Scan your food to reveal its nutritional value

Ever felt curious about just how many carbs and calories are sitting on your dinner plate? A new gadget has been invented which promises to reveal the nutritional value of your meal !

French startup DietSensor launched at the 2016 International Consumer Electronics Show a pocket-sized, Bluetooth-connected molecular sensor called SCiO. It uses near-infrared spectroscopy (the analysis of how molecules interact with light) to determine the chemical makeup of food and drink, reports Mashable. SCiO can analyze substances based on how their molecules interact with light.

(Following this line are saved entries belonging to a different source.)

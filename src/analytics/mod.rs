//! Engagement analytics
//!
//! Turns a user's raw view sessions into aggregate totals, a per-day
//! breakdown over a lookback window and a week-over-week trend.
//!
//! Everything here is a pure computation over rows already fetched by the
//! storage layer. The current time is supplied through [`Clock`] so results
//! are reproducible in tests.

pub mod clock;
pub mod engagement;

pub use clock::{Clock, FixedClock, SystemClock};
pub use engagement::{
    compute_analytics, AnalyticsResult, DailyBucket, EngagementTrend, ViewSession,
    TREND_THRESHOLD_PERCENT,
};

While this may sound like a dream tool for dieters, the SCiO is primarily aimed at helping those with conditions such as diabetes or cardiovascular diseases keep a close eye on their diet.

In a demo for Mashable, the SCiO scanner was held over a piece of cheese. After one click of a button, the corresponding app revealed the fat content, carbs and related tips — i.e. you shouldn't exceed more than 54 grams of this type of product in a given time period. That data was added to health profile which showed a progress chart of your daily food intake. We should note, however, that the demo included food provided by the company. We'll do a full review when the product officially launches.

Founders Remy and Astrid Bonnasse came up with the concept in 2014 when their 9-year-old daughter was diagnosed with Type 1 Diabetes, which required her to monitor the carbohydrate intake of each meal and measure insulin.

Ultimately, the couple developed a nutrition coaching app and worked with Israeli company Consumer Physics for the gadget that uses science to automate the process. The concept uses spectroscopy, which highlights how food molecules in food vibrate in a unique manner when it interacts with light. While this method has been used in science labs before, the DietSensor brings it to a consumer tool for the first time, the company said.

Although the scanner only reads homogeneous food (such as cheese, cracker, bread) and wouldn't be able to pick up all of the ingredients in a sandwich, the app allows you to input more complex meals manually.

It works on homemade food too, so if you want that piece of cake your friend is having for a birthday, you'll be able to scan its nutrition first.

The SCiO scanner is available for $249, while the app is free to download but requires a monthly $10 fee.